The problem with these bills, however, is that they would not make the exchanges available to all Americans. Only very small companies and those individuals who can’t get insurance outside of the exchange — 25 million people — would be allowed to shop there. This would leave more than 200 million Americans with no more options, private or public, than they have today.

I understand the president’s fear of overreaching. Past reform efforts have failed in part because of the public’s distaste for government-imposed change. But walling off most of the health care system from choice and competition could create greater problems — enough to doom health care reform.

I believe there is a way to work with the present employer-based system to guarantee that all Americans have choices, and I am proposing it in an amendment to the latest Senate health care bill. My amendment, called Free Choice, would let everyone choose his health insurance plan.

Read the rest here.

Discuss.

  • (Show?)

    It is a good analysis and proposal. I have been bothered by the fact that employees of most business really don't have a choice under the current proposals, especially in small to medium size businesses; those big enough to offer insurance, but not big enough to have a menu of options.
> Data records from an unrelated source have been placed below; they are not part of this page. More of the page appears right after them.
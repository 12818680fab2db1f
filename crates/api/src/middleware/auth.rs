//! JWT-based viewer identity extractors for Axum handlers.

use axum::extract::FromRequestParts;
use axum::http::request::Parts;
use hof_core::error::CoreError;
use hof_core::types::DbId;

use crate::auth::jwt::validate_token;
use crate::error::AppError;
use crate::state::AppState;

/// Authenticated creator extracted from a JWT Bearer token in the
/// `Authorization` header. Rejects the request with 401 when absent or invalid.
#[derive(Debug, Clone)]
pub struct AuthUser {
    /// The creator's internal database id (from `claims.sub`).
    pub creator_id: DbId,
    /// The creator's role name (e.g. `"creator"`, `"moderator"`).
    pub role: String,
}

impl FromRequestParts<AppState> for AuthUser {
    type Rejection = AppError;

    async fn from_request_parts(
        parts: &mut Parts,
        state: &AppState,
    ) -> Result<Self, Self::Rejection> {
        let auth_header = parts
            .headers
            .get("authorization")
            .and_then(|v| v.to_str().ok())
            .ok_or_else(|| {
                AppError::Core(CoreError::Unauthorized(
                    "Missing Authorization header".into(),
                ))
            })?;

        authenticate(auth_header, state)
    }
}

/// Viewer identity for endpoints that also serve anonymous visitors.
///
/// No `Authorization` header yields `OptionalViewer(None)`; a header carrying
/// a bad token is still rejected with 401 rather than silently ignored.
#[derive(Debug, Clone)]
pub struct OptionalViewer(pub Option<AuthUser>);

impl OptionalViewer {
    pub fn creator_id(&self) -> Option<DbId> {
        self.0.as_ref().map(|user| user.creator_id)
    }
}

impl FromRequestParts<AppState> for OptionalViewer {
    type Rejection = AppError;

    async fn from_request_parts(
        parts: &mut Parts,
        state: &AppState,
    ) -> Result<Self, Self::Rejection> {
        match parts
            .headers
            .get("authorization")
            .and_then(|v| v.to_str().ok())
        {
            Some(header) => authenticate(header, state).map(|user| OptionalViewer(Some(user))),
            None => Ok(OptionalViewer(None)),
        }
    }
}

fn authenticate(auth_header: &str, state: &AppState) -> Result<AuthUser, AppError> {
    let token = auth_header.strip_prefix("Bearer ").ok_or_else(|| {
        AppError::Core(CoreError::Unauthorized(
            "Invalid Authorization format. Expected: Bearer <token>".into(),
        ))
    })?;

    let claims = validate_token(token, &state.config.jwt)
        .map_err(|_| AppError::Core(CoreError::Unauthorized("Invalid or expired token".into())))?;

    Ok(AuthUser {
        creator_id: claims.sub,
        role: claims.role,
    })
}
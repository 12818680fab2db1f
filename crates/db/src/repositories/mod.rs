//! Repository layer.
//!
//! Each repository is a zero-sized struct providing async methods that
//! accept `&PgPool` as the first argument.

pub mod ban_repo;
pub mod creator_repo;
pub mod embedding_repo;
pub mod favorite_repo;
pub mod merge_repo;
pub mod screenshot_repo;
pub mod selection_repo;
pub mod view_repo;

pub use ban_repo::BanRepo;
pub use creator_repo::CreatorRepo;
pub use embedding_repo::EmbeddingRepo;
pub use favorite_repo::FavoriteRepo;
pub use merge_repo::MergeRepo;
pub use screenshot_repo::ScreenshotRepo;
pub use selection_repo::SelectionRepo;
pub use view_repo::ViewRepo;
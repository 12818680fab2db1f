//! Shared application router builder.
//!
//! Provides [`build_app_router`] so both the production binary (`main.rs`)
//! and integration tests use the exact same middleware stack.

use std::time::Duration;

use axum::http::header::{AUTHORIZATION, CONTENT_TYPE};
use axum::http::{HeaderName, Method, StatusCode};
use axum::Router;
use tower_http::catch_panic::CatchPanicLayer;
use tower_http::cors::CorsLayer;
use tower_http::request_id::{MakeRequestUuid, PropagateRequestIdLayer, SetRequestIdLayer};
use tower_http::timeout::TimeoutLayer;
use tower_http::trace::{DefaultMakeSpan, DefaultOnResponse, TraceLayer};
use tracing::Level;

use crate::config::ServerConfig;
use crate::routes;
use crate::state::AppState;

/// Build the full application [`Router`] with all middleware layers.
///
/// The middleware stack is applied bottom-up:
///
/// 1. CORS
/// 2. Set request ID on incoming requests
/// 3. Structured request/response tracing
/// 4. Propagate request ID to response
/// 5. Request timeout
/// 6. Panic recovery (catch panics, return 500)
pub fn build_app_router(state: AppState, config: &ServerConfig) -> Router {
    let cors = build_cors_layer(config);
    let request_id_header = HeaderName::from_static("x-request-id");

    Router::new()
        .merge(routes::health::router())
        .nest("/api/v1", routes::api_routes())
        .layer(CatchPanicLayer::new())
        .layer(TimeoutLayer::with_status_code(
            StatusCode::REQUEST_TIMEOUT,
            Duration::from_secs(config.request_timeout_secs),
        ))
        .layer(PropagateRequestIdLayer::new(request_id_header.clone()))
        .layer(
            TraceLayer::new_for_http()
                .make_span_with(DefaultMakeSpan::new().level(Level::INFO))
                .on_response(DefaultOnResponse::new().level(Level::INFO)),
        )
        .layer(SetRequestIdLayer::new(request_id_header, MakeRequestUuid))
        .layer(cors)
        .with_state(state)
}

/// Build the CORS middleware layer from server configuration.
///
/// Panics at startup if any configured origin is invalid.
pub fn build_cors_layer(config: &ServerConfig) -> CorsLayer {
    let origins: Vec<_> = config
        .cors_origins
        .iter()
        .map(|o| {
            o.parse()
                .unwrap_or_else(|e| panic!("Invalid CORS origin '{o}': {e}"))
        })
        .collect();

    CorsLayer::new()
        .allow_origin(origins)
        .allow_methods([Method::GET, Method::POST, Method::DELETE])
        .allow_headers([CONTENT_TYPE, AUTHORIZATION])
        .allow_credentials(true)
        .max_age(Duration::from_secs(3600))
}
    These employers, where the bulk of Oregonians are employed, also have to pay more and get less benefits than those in big companies, a real perverse economic barrier to new job creation. Why should insurance cost more based upon which employer you work for? I understand the concept of pooling for insurance companies and why it is necessary for them under the current system, but it really is wrong for most people. We don't price auto or home insurance this way and we need to have large insurance pools for everyone who doesn't work for the government or for an Intel or Nike.

  • bradley (unverified)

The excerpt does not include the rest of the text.